Jack Getze at Spinetingler Magazine confirmed that my story "The Colombian" will appear in their Fall or Winter issue.

My first version of this one was called "The King of Infinite Space." When a few friends gave me critiques, the common factor was that they all hated the title.  My inspiration was a line from Hamlet: "I could be bounded in a nut shell and count myself a king of infinite space, were it not that I have bad dreams." I planned a story about a guy who makes an extreme sacrifice in order to exact revenge. It started and ended with policemen discussing an unidentified coma patient in a hospital. The central story was a flashblack that explained how the patient got there.

I renamed the story in a subsequent draft but kept the hospital scenes. When Jack responded to my submission, he recommended that I remove the framing story altogether. Now there's no coma patient "bounded in a nut shell," and the only remaining connection to Hamlet is the theme of revenge.
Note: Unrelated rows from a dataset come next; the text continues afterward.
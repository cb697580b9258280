//! Integration tests for the scanner and `tokenize`.

use fennec_selector::{Scanner, SelectorError, Status, Token, TokenType, tokenize};

fn types(tokens: &[Token]) -> Vec<TokenType> {
    tokens.iter().map(Token::token_type).collect()
}

fn contents(tokens: &[Token]) -> Vec<&str> {
    tokens.iter().map(Token::content).collect()
}

#[test]
fn test_scan_attribute_name_and_end() {
    let mut tokens = Vec::new();
    let end = Scanner::new(Status::Attributes)
        .scan(&mut tokens, "name]", 0)
        .unwrap();

    assert_eq!(end, 5);
    assert_eq!(
        types(&tokens),
        [TokenType::AttributeName, TokenType::AttributeSelectorEnd]
    );
    assert_eq!(tokens[0].content(), "name");
    assert_eq!(tokens[0].position(), 0);
    assert_eq!(tokens[1].content(), "]");
    assert_eq!(tokens[1].position(), 4);
}

#[test]
fn test_scan_invalid_char() {
    let mut tokens = Vec::new();
    let error = Scanner::new(Status::Default)
        .scan(&mut tokens, "$", 0)
        .unwrap_err();

    assert_eq!(
        error,
        SelectorError::Syntax {
            character: '$',
            status: "Default",
            offset: 0,
            selector: "$".to_string(),
        }
    );
    assert_eq!(
        error.to_string(),
        "Invalid char '$' for status 'Default' at offset 0 in '$'"
    );
    assert!(tokens.is_empty());
}

#[test]
fn test_scan_stops_after_end_token() {
    let mut tokens = Vec::new();
    let end = Scanner::new(Status::Attributes)
        .scan(&mut tokens, "a='x']rest", 0)
        .unwrap();

    assert_eq!(end, 6);
    assert_eq!(
        types(&tokens),
        [
            TokenType::AttributeName,
            TokenType::AttributeOperator,
            TokenType::SingleQuoteStringStart,
            TokenType::StringChars,
            TokenType::SingleQuoteStringEnd,
            TokenType::AttributeSelectorEnd,
        ]
    );
}

#[test]
fn test_scan_from_offset() {
    let mut tokens = Vec::new();
    let end = Scanner::default().scan(&mut tokens, "div p", 4).unwrap();

    assert_eq!(end, 5);
    assert_eq!(tokens.len(), 1);
    assert_eq!(tokens[0].content(), "p");
    assert_eq!(tokens[0].position(), 4);
}

#[test]
fn test_scan_invalid_offset() {
    let mut tokens = Vec::new();
    let error = Scanner::default().scan(&mut tokens, "é", 1).unwrap_err();
    assert!(matches!(error, SelectorError::InvalidOffset { offset: 1, .. }));

    let error = Scanner::default().scan(&mut tokens, "ab", 5).unwrap_err();
    assert!(matches!(error, SelectorError::InvalidOffset { offset: 5, .. }));
}

#[test]
fn test_scan_empty_buffer() {
    let mut tokens = Vec::new();
    let end = Scanner::default().scan(&mut tokens, "", 0).unwrap();
    assert_eq!(end, 0);
    assert!(tokens.is_empty());
}

#[test]
fn test_scanner_status() {
    assert_eq!(Scanner::new(Status::StringDouble).status(), Status::StringDouble);
    assert_eq!(Scanner::default().status(), Status::Default);
}

#[test]
fn test_tokenize_child_combinator() {
    let tokens = tokenize("ul > li").unwrap();
    assert_eq!(
        types(&tokens),
        [
            TokenType::TypeSelector,
            TokenType::Combinator,
            TokenType::TypeSelector
        ]
    );
    assert_eq!(contents(&tokens), ["ul", " > ", "li"]);
    assert_eq!(tokens[2].position(), 5);
}

#[test]
fn test_tokenize_compound() {
    let tokens = tokenize("div.a#b").unwrap();
    assert_eq!(
        types(&tokens),
        [
            TokenType::TypeSelector,
            TokenType::ClassSelector,
            TokenType::IdSelector
        ]
    );
    assert_eq!(contents(&tokens), ["div", ".a", "#b"]);
}

#[test]
fn test_tokenize_descendant_and_list() {
    let tokens = tokenize("div p, a").unwrap();
    assert_eq!(
        types(&tokens),
        [
            TokenType::TypeSelector,
            TokenType::Whitespace,
            TokenType::TypeSelector,
            TokenType::SelectorSeparator,
            TokenType::TypeSelector,
        ]
    );
    assert_eq!(contents(&tokens), ["div", " ", "p", ", ", "a"]);
}

#[test]
fn test_tokenize_attribute_with_string() {
    let tokens = tokenize("a[href='x']").unwrap();
    assert_eq!(
        types(&tokens),
        [
            TokenType::TypeSelector,
            TokenType::AttributeSelectorStart,
            TokenType::AttributeName,
            TokenType::AttributeOperator,
            TokenType::SingleQuoteStringStart,
            TokenType::StringChars,
            TokenType::SingleQuoteStringEnd,
            TokenType::AttributeSelectorEnd,
        ]
    );
    let positions: Vec<usize> = tokens.iter().map(Token::position).collect();
    assert_eq!(positions, [0, 1, 2, 6, 7, 8, 9, 10]);
}

#[test]
fn test_tokenize_bracket_inside_string() {
    let tokens = tokenize(r#"[title="a]b"]"#).unwrap();
    assert_eq!(
        contents(&tokens),
        ["[", "title", "=", "\"", "a]b", "\"", "]"]
    );
    assert_eq!(tokens[4].token_type(), TokenType::StringChars);
}

#[test]
fn test_tokenize_escaped_quote() {
    let tokens = tokenize(r"[title='a\'b']").unwrap();
    assert_eq!(
        types(&tokens),
        [
            TokenType::AttributeSelectorStart,
            TokenType::AttributeName,
            TokenType::AttributeOperator,
            TokenType::SingleQuoteStringStart,
            TokenType::StringChars,
            TokenType::StringEscapedChar,
            TokenType::StringChars,
            TokenType::SingleQuoteStringEnd,
            TokenType::AttributeSelectorEnd,
        ]
    );
    assert_eq!(tokens[5].content(), "\\'");
}

#[test]
fn test_tokenize_nth_child() {
    let tokens = tokenize("li:nth-child(2n+1)").unwrap();
    assert_eq!(
        types(&tokens),
        [
            TokenType::TypeSelector,
            TokenType::PseudoClass,
            TokenType::ParametersStart,
            TokenType::PseudoClassPosition,
            TokenType::ParametersEnd,
        ]
    );
    assert_eq!(tokens[3].content(), "2n+1");
    assert_eq!(tokens[4].end(), 18);
}

#[test]
fn test_tokenize_string_in_default() {
    let tokens = tokenize(r#"p:contains("it's")"#).unwrap();
    assert_eq!(
        contents(&tokens),
        ["p", ":contains", "(", "\"", "it's", "\"", ")"]
    );
}

#[test]
fn test_tokenize_unterminated_string() {
    let tokens = tokenize("[title='abc").unwrap();
    assert_eq!(tokens.last().map(Token::content), Some("abc"));
    assert_eq!(tokens.last().map(Token::token_type), Some(TokenType::StringChars));
}

#[test]
fn test_tokenize_invalid_char_inside_attribute() {
    let error = tokenize("a[href(]").unwrap_err();
    assert_eq!(
        error,
        SelectorError::Syntax {
            character: '(',
            status: "Attributes",
            offset: 6,
            selector: "a[href(]".to_string(),
        }
    );
    assert_eq!(error.offset(), Some(6));
}

#[test]
fn test_tokenize_invalid_char_after_tokens() {
    let error = tokenize("div > p$").unwrap_err();
    assert!(matches!(
        error,
        SelectorError::Syntax {
            character: '$',
            offset: 7,
            ..
        }
    ));
}

#[test]
fn test_tokenize_sibling_of_element_named_n() {
    let tokens = tokenize("a+n").unwrap();
    assert_eq!(
        types(&tokens),
        [
            TokenType::TypeSelector,
            TokenType::Combinator,
            TokenType::TypeSelector
        ]
    );
    assert_eq!(contents(&tokens), ["a", "+", "n"]);
}

#[test]
fn test_tokenize_position_after_parameters_end() {
    let tokens = tokenize("li:nth-child(2)+li").unwrap();
    assert_eq!(tokens[3].token_type(), TokenType::PseudoClassPosition);
    assert_eq!(tokens[5].token_type(), TokenType::Combinator);
    assert_eq!(tokens[5].content(), "+");
}
//! Common utilities for the Fennec selector compiler.
//!
//! This crate provides shared infrastructure used by the compiler crates:
//! - **Warning System** - colored terminal output for selector features
//!   that compile to a never-matching expression

pub mod warning;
I was leery of the change at first, but very few writers have gotten better by ignoring an editor's advice. I toyed with a couple more drafts and became convinced. The hospital scenes weren't necessary. The real story was all in the center.

Writing can take you in unexpected directions. A few years ago I was working on a novel called Relapse. The protagonist was a reformed criminal who returns to his hometown after the murder of a boyhood friend. Two of the minor characters were a scar-faced private detective and his girlfriend. They don't even get mentioned until the halfway mark. When I hit a block on the novel, I tried to get through it by working on something different. I wrote a short story about how the detective and his girlfriend met.

Plots with Guns published the result, "Beer Wine Snacks," in May 2003. I still write about that guy every now and then. Meanwhile, the first draft of Relapse is gathering well deserved cobwebs.

Following Jack's recommendations reminded me that sometimes the stories we try to write evolve into something different, and it's not necessarily a bad thing. I'm glad to remember it.

Coincidentally, while I was browsing aimlessly around the web, I found a relevant quote from Nietzsche on Randy Wayne White's page of writing exercises: "The author must keep his mouth shut when his work starts to speak."